Normal tissue RNA expression

The RNA sequencing data used was obtained from the Genotype-Tissue Expression (GTEx) Project Portal dbGaP accession phs000424.v8.p229,44,45. The extensive collection of RNA sequences from the GTEx project represents more than 10,000 samples from 838 healthy individuals, spanning across more than 50 different normal primary tissues.

Survival analysis

For survival meta-analysis of NSCLC, we used Kaplan–Meier Plotter (www.kmplot.com/lung), an online tool developed by Gyorffy et al.30 to analyze the effect of MYO1E RNA expression in survival. This tool performs a survival meta-analysis of data from the cancer Biomedical Informatics Grid (caBIG), Gene Expression Omnibus (GEO), and The Cancer Genome Atlas (TCGA) repositories combined (n = 1925). For MYO1E gene expression, this tool uses the Affymetrix probe 203072_at.

We also performed survival analysis for the TCGA data and the external validation data. Kaplan–Meier curves were used to estimate overall survival between high and low MYO1E RNA expression and high and low MYO1E DNA methylation groups. Survival differences were compared using the two-tailed log-rank test for significance. As aforementioned, using the normalized mRNA transcripts, we dichotomized the samples into high and low MYO1E RNA expression groups based on the median MYO1E expression level. Methylation data were dichotomized into high and low MYO1E DNA methylation groups based on the median methylation at the cg13887966 probe.
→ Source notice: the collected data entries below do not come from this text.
//! Read-only snapshots of the parameter tree at one instant

use std::collections::BTreeMap;
use std::sync::Arc;

use super::parameter::ParameterValue;
use crate::errors::ParameterError;
use crate::periods::Instant;

/// Resolved child of a snapshot node
#[derive(Debug, Clone)]
pub enum AtInstantValue {
    Value(Option<ParameterValue>),
    Node(Arc<ParameterNodeAtInstant>),
    Scale(Arc<ScaleAtInstant>),
}

/// A parameter node with every descendant resolved at `instant`
#[derive(Debug, Clone)]
pub struct ParameterNodeAtInstant {
    pub name: String,
    pub instant: Instant,
    children: BTreeMap<String, AtInstantValue>,
}

impl ParameterNodeAtInstant {
    pub(crate) fn new(name: String, instant: Instant, children: BTreeMap<String, AtInstantValue>) -> Self {
        Self {
            name,
            instant,
            children,
        }
    }

    pub fn keys(&self) -> impl Iterator<Item = &str> {
        self.children.keys().map(String::as_str)
    }

    pub fn child(&self, key: &str) -> Result<&AtInstantValue, ParameterError> {
        self.children.get(key).ok_or_else(|| ParameterError::NotFound {
            name: key.to_string(),
            path: self.full_name(key),
            suggestions: self
                .children
                .keys()
                .filter(|k| k.to_lowercase().contains(&key.to_lowercase()))
                .cloned()
                .collect(),
        })
    }

    fn full_name(&self, key: &str) -> String {
        if self.name.is_empty() {
            key.to_string()
        } else {
            format!("{}.{}", self.name, key)
        }
    }

    /// Follow a dotted path
    pub fn get(&self, path: &str) -> Result<&AtInstantValue, ParameterError> {
        let mut parts = path.split('.');
        let first = parts.next().unwrap_or_default();
        let mut current = self.child(first)?;
        for part in parts {
            current = match current {
                AtInstantValue::Node(node) => node.child(part)?,
                _ => {
                    return Err(ParameterError::NotFound {
                        name: part.to_string(),
                        path: path.to_string(),
                        suggestions: vec![],
                    })
                }
            };
        }
        Ok(current)
    }

    pub fn node(&self, path: &str) -> Result<&ParameterNodeAtInstant, ParameterError> {
        match self.get(path)? {
            AtInstantValue::Node(node) => Ok(node),
            _ => Err(ParameterError::Parsing {
                name: path.to_string(),
                message: "is not a parameter node".to_string(),
            }),
        }
    }

    pub fn scale(&self, path: &str) -> Result<&ScaleAtInstant, ParameterError> {
        match self.get(path)? {
            AtInstantValue::Scale(scale) => Ok(scale),
            _ => Err(ParameterError::Parsing {
                name: path.to_string(),
                message: "is not a scale".to_string(),
            }),
        }
    }

    /// Numeric leaf value
    pub fn value(&self, path: &str) -> Result<f64, ParameterError> {
        let resolved = match self.get(path)? {
            AtInstantValue::Value(Some(value)) => value.as_f64(),
            _ => None,
        };
        resolved.ok_or_else(|| ParameterError::NotANumber {
            name: self.full_name(path),
            instant: self.instant.to_string(),
        })
    }

    /// Boolean leaf value
    pub fn flag(&self, path: &str) -> Result<bool, ParameterError> {
        let resolved = match self.get(path)? {
            AtInstantValue::Value(Some(value)) => value.as_bool(),
            _ => None,
        };
        resolved.ok_or_else(|| ParameterError::NotANumber {
            name: self.full_name(path),
            instant: self.instant.to_string(),
        })
    }

    /// The snapshot as nested JSON; scales become lists of brackets
    pub fn to_json(&self) -> serde_json::Value {
        let children = self
            .children
            .iter()
            .map(|(key, child)| {
                let value = match child {
                    AtInstantValue::Value(None) => serde_json::Value::Null,
                    AtInstantValue::Value(Some(ParameterValue::Bool(b))) => serde_json::json!(b),
                    AtInstantValue::Value(Some(ParameterValue::Number(n))) => serde_json::json!(n),
                    AtInstantValue::Value(Some(ParameterValue::Text(t))) => serde_json::json!(t),
                    AtInstantValue::Node(node) => node.to_json(),
                    AtInstantValue::Scale(scale) => scale.to_json(),
                };
                (key.clone(), value)
            })
            .collect();
        serde_json::Value::Object(children)
    }

    /// Fancy indexing: pick the child named by each key
    pub fn index_by<S: AsRef<str>>(&self, keys: &[S]) -> Result<VectorialValue, ParameterError> {
        let picked = keys
            .iter()
            .map(|key| self.child(key.as_ref()))
            .collect::<Result<Vec<_>, _>>()?;
        VectorialValue::from_children(&self.name, picked)
    }
}

/// Result of vectorial indexing
#[derive(Debug, Clone)]
pub enum VectorialValue {
    Numbers(Vec<f64>),
    Nodes(VectorialNodeAtInstant),
}

impl VectorialValue {
    fn from_children(name: &str, children: Vec<&AtInstantValue>) -> Result<Self, ParameterError> {
        if !children.is_empty() && children.iter().all(|c| matches!(c, AtInstantValue::Node(_))) {
            let rows = children
                .into_iter()
                .filter_map(|c| match c {
                    AtInstantValue::Node(node) => Some(Arc::clone(node)),
                    _ => None,
                })
                .collect();
            return Ok(VectorialValue::Nodes(VectorialNodeAtInstant {
                name: name.to_string(),
                rows,
            }));
        }
        children
            .into_iter()
            .map(|c| match c {
                AtInstantValue::Value(Some(value)) => value.as_f64(),
                _ => None,
            })
            .collect::<Option<Vec<f64>>>()
            .map(VectorialValue::Numbers)
            .ok_or_else(|| ParameterError::Parsing {
                name: name.to_string(),
                message: "vectorial indexing requires children that are all numbers or all nodes"
                    .to_string(),
            })
    }

    pub fn into_numbers(self) -> Result<Vec<f64>, ParameterError> {
        match self {
            VectorialValue::Numbers(values) => Ok(values),
            VectorialValue::Nodes(node) => Err(ParameterError::Parsing {
                name: node.name,
                message: "expected numeric values, got parameter nodes".to_string(),
            }),
        }
    }

    pub fn into_nodes(self) -> Result<VectorialNodeAtInstant, ParameterError> {
        match self {
            VectorialValue::Nodes(node) => Ok(node),
            VectorialValue::Numbers(_) => Err(ParameterError::Parsing {
                name: String::new(),
                message: "expected parameter nodes, got numeric values".to_string(),
            }),
        }
    }
}

/// One snapshot node per population member
#[derive(Debug, Clone)]
pub struct VectorialNodeAtInstant {
    pub name: String,
    rows: Vec<Arc<ParameterNodeAtInstant>>,
}

impl VectorialNodeAtInstant {
    pub fn len(&self) -> usize {
        self.rows.len()
    }

    pub fn is_empty(&self) -> bool {
        self.rows.is_empty()
    }

    /// Same child in every row
    pub fn get(&self, key: &str) -> Result<VectorialValue, ParameterError> {
        let picked = self
            .rows
            .iter()
            .map(|row| row.child(key))
            .collect::<Result<Vec<_>, _>>()?;
        VectorialValue::from_children(&format!("{}.{}", self.name, key), picked)
    }

    /// A different child per row
    pub fn index_by<S: AsRef<str>>(&self, keys: &[S]) -> Result<VectorialValue, ParameterError> {
        let picked = self
            .rows
            .iter()
            .zip(keys)
            .map(|(row, key)| row.child(key.as_ref()))
            .collect::<Result<Vec<_>, _>>()?;
        VectorialValue::from_children(&self.name, picked)
    }
}

/// Bracket values at one instant
#[derive(Debug, Clone, Default, PartialEq)]
pub struct BracketAtInstant {
    pub threshold: Option<f64>,
    pub rate: Option<f64>,
    pub amount: Option<f64>,
    pub average_rate: Option<f64>,
    pub base: Option<f64>,
}

/// A progressive schedule at one instant
#[derive(Debug, Clone)]
pub struct ScaleAtInstant {
    pub name: String,
    pub brackets: Vec<BracketAtInstant>,
}

impl ScaleAtInstant {
    pub fn to_json(&self) -> serde_json::Value {
        self.brackets
            .iter()
            .map(|b| {
                serde_json::json!({
                    "threshold": b.threshold,
                    "rate": b.rate,
                    "amount": b.amount,
                })
            })
            .collect()
    }

    fn thresholds(&self) -> Vec<f64> {
        self.brackets
            .iter()
            .map(|b| b.threshold.unwrap_or(0.0))
            .collect()
    }

    /// Marginal-rate tax owed on each base amount
    pub fn calc(&self, base: &[f64]) -> Vec<f64> {
        let thresholds = self.thresholds();
        base.iter()
            .map(|&amount| {
                self.brackets
                    .iter()
                    .enumerate()
                    .map(|(i, bracket)| {
                        let lower = thresholds[i];
                        let upper = thresholds.get(i + 1).copied().unwrap_or(f64::INFINITY);
                        let taxable = (amount.min(upper) - lower).max(0.0);
                        taxable * bracket.rate.unwrap_or(0.0)
                    })
                    .sum()
            })
            .collect()
    }

    /// Index of the bracket each amount falls in
    pub fn bracket_indices(&self, base: &[f64]) -> Vec<usize> {
        let thresholds = self.thresholds();
        base.iter()
            .map(|&amount| {
                thresholds
                    .iter()
                    .filter(|&&t| t <= amount)
                    .count()
                    .saturating_sub(1)
            })
            .collect()
    }

    /// Rate of the bracket each amount falls in
    pub fn marginal_rates(&self, base: &[f64]) -> Vec<f64> {
        self.bracket_indices(base)
            .into_iter()
            .map(|i| self.brackets.get(i).and_then(|b| b.rate).unwrap_or(0.0))
            .collect()
    }

    /// Single-amount schedule: the amount of the bracket each value falls in
    pub fn amounts(&self, base: &[f64]) -> Vec<f64> {
        self.bracket_indices(base)
            .into_iter()
            .map(|i| self.brackets.get(i).and_then(|b| b.amount).unwrap_or(0.0))
            .collect()
    }
}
Statistically significant differences were defined for p-value < 0.05. Association with survival was quantified using hazard ratios (HRs) with 95% confidence intervals (CIs) assessed with univariate and multivariate Cox proportional hazard models. R statistical software, version 4.0.0, Vienna, Austria was used for the analysis46.

Ethical approval and consent to participate

This study conforms with The Code of Ethics of the World Medical Association (Declaration of Helsinki). Institutional Review Board approval was obtained prior to study initiation (IRB #2017-1286 and #157/16.03.2017 for both study centers respectively), and all patients signed informed consent.